Matar a un escritor, por Sergio del Molino
Ya saben que la envidia es el sentimiento más noble que puede sentir un escritor hacia otro escritor. Cuanta más envidia, más elogio, hasta llegar a la envidia homicida y tribal. Quizá haya que considerar el asesinato entre escritores como la forma absoluta de reconocimiento entre pares. Yo mataría hoy mismo a unos cuantos congéneres literarios, pero me conformaré con liquidar al autor del libro que tengo junto al teclado mientras escribo: Martín Caparrós.
¿Cómo mataría a Caparrós? Tendría que ser una muerte honrada, nada de puñaladas traicioneras o venenos. Tampoco con armas de fuego, a no ser que nos batiéramos en duelo. Debería darle una oportunidad para defenderse, pero sin que tomara ventaja. Al fin y al cabo, el objetivo es matarlo, y no puedo dejar que me mate a mí, cosa que ocurriría si, por ejemplo, nos liásemos a puñetazos o a espadazos. Habría que recurrir al estrangulamiento o a alguna técnica así. No lo he meditado mucho, la verdad, y no por falta de ganas homicidas. Leyendo Echeverría, su última novela, las he sentido a menudo.
Mi envidia va más allá de lo extraliterario. Es una envidia ruin que muchos españoles sentimos hacia los argentinos. Hace poco le pregunté a Patricio Pron si era verdad que los escritores argentinos venían a España a robarnos las mujeres y los trabajos y me respondió que sí, y que venían a llevarse además los premios. Los escritores españoles tenemos la sensación de que ser argentino y escritor es un poco hacer trampa. No voy a entrar en ese acento ni en lo dúctil que es el dialecto argentino para amasar un estilo ni en la forma que tienen todos de ponerse a la sombra de Borges o de ladrarle a su tumba. En el caso de este libro de Caparrós voy a entrar en algo mucho más elemental y mezquino: es envidiable cómo se relacionan con sus mitos nacionales. Desde la perspectiva de un escritor español que se ve obligado a desmentir su nacionalidad para poder ser escritor, lo es.

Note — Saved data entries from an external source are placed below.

//! Error types for the weatherfit library.

use std::path::PathBuf;
use thiserror::Error;

/// Main error type for weatherfit operations.
#[derive(Debug, Error)]
pub enum WeatherfitError {
    /// An expected column is absent from the input or the cleaned table.
    #[error("Schema error for column '{column}': {message}")]
    Schema { column: String, message: String },

    /// Two sequences that must line up have different lengths.
    #[error("Dimension mismatch in {context}: expected {expected}, got {actual}")]
    DimensionMismatch {
        expected: usize,
        actual: usize,
        context: String,
    },

    /// Too few rows to carry out an operation.
    #[error("Insufficient data for {context}: need at least {required} rows, got {actual}")]
    InsufficientData {
        required: usize,
        actual: usize,
        context: String,
    },

    /// Prediction requested before the model was fit.
    #[error("Model has not been fit")]
    ModelNotFit,

    /// Fit requested on a model that already holds parameters.
    #[error("Model is already fit; create a new model to refit")]
    ModelAlreadyFit,

    /// The least-squares solver failed to produce a solution.
    #[error("Numerical error: {0}")]
    Numerical(String),

    /// Configuration error.
    #[error("Configuration error: {0}")]
    Config(String),

    /// Error reading or accessing a file.
    #[error("IO error for '{path}': {source}")]
    Io {
        path: PathBuf,
        #[source]
        source: std::io::Error,
    },

    /// Error from the CSV library.
    #[error("CSV error: {0}")]
    Csv(#[from] csv::Error),

    /// Empty file or no data to read.
    #[error("Empty data: {0}")]
    EmptyData(String),

    /// JSON serialization/deserialization error.
    #[error("JSON error: {0}")]
    Json(#[from] serde_json::Error),
}

impl WeatherfitError {
    pub(crate) fn missing_column(column: impl Into<String>, stage: &str) -> Self {
        WeatherfitError::Schema {
            column: column.into(),
            message: format!("required column is absent ({})", stage),
        }
    }
}

/// Result type alias for weatherfit operations.
pub type Result<T> = std::result::Result<T, WeatherfitError>;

Echeverría es una ficción en torno a la realidad de Estevan Echeverría, uno de los fundadores de la literatura argentina. Es decir, un mito nacional. Salvando todas las distancias, que serán más anchas que el Atlantico, podría ser una especie de Mariano José de Larra porteño. A mí me gustaría que se escribiese una novela así sobre Larra en España, pero veo poco probable que un escritor de fuste la haga y que le tomen en serio. Eso, en el fondo, es lo que más envidia me da.
Sin salir del personaje ni de su recorrido biográfico, Caparrós da vueltas a los eternos dilemas argentinos, a su complejo de ultraperiferia, a su europeidad y a su provincianismo, a su americanismo y su clasismo. Y no se olvida de colar reflexiones metaliterarias sobre ficción y discurso histórico que son casi lecciones de escritura:
«Para armar un personaje, para armar un relato, ¿qué diferencia entre contar siete y ocho historias —todas digamos ciertas, comprobadas— cuidadosamente seleccionadas para que construyan la figura que un autor pretende, y contar siete y ocho historias —algunas más comprobadas que otras— cuidadosamente producidas para que construyan la figura que un autor pretende? ¿No es, en los dos casos, un escritor creando un personaje? ¿Lo es menos cuando crea a partir de la elección de historias comprobadas que cuando se inventa alguna que parece apropiada?»
Y, ahora, díganme: ¿cómo me cargo a este tipo?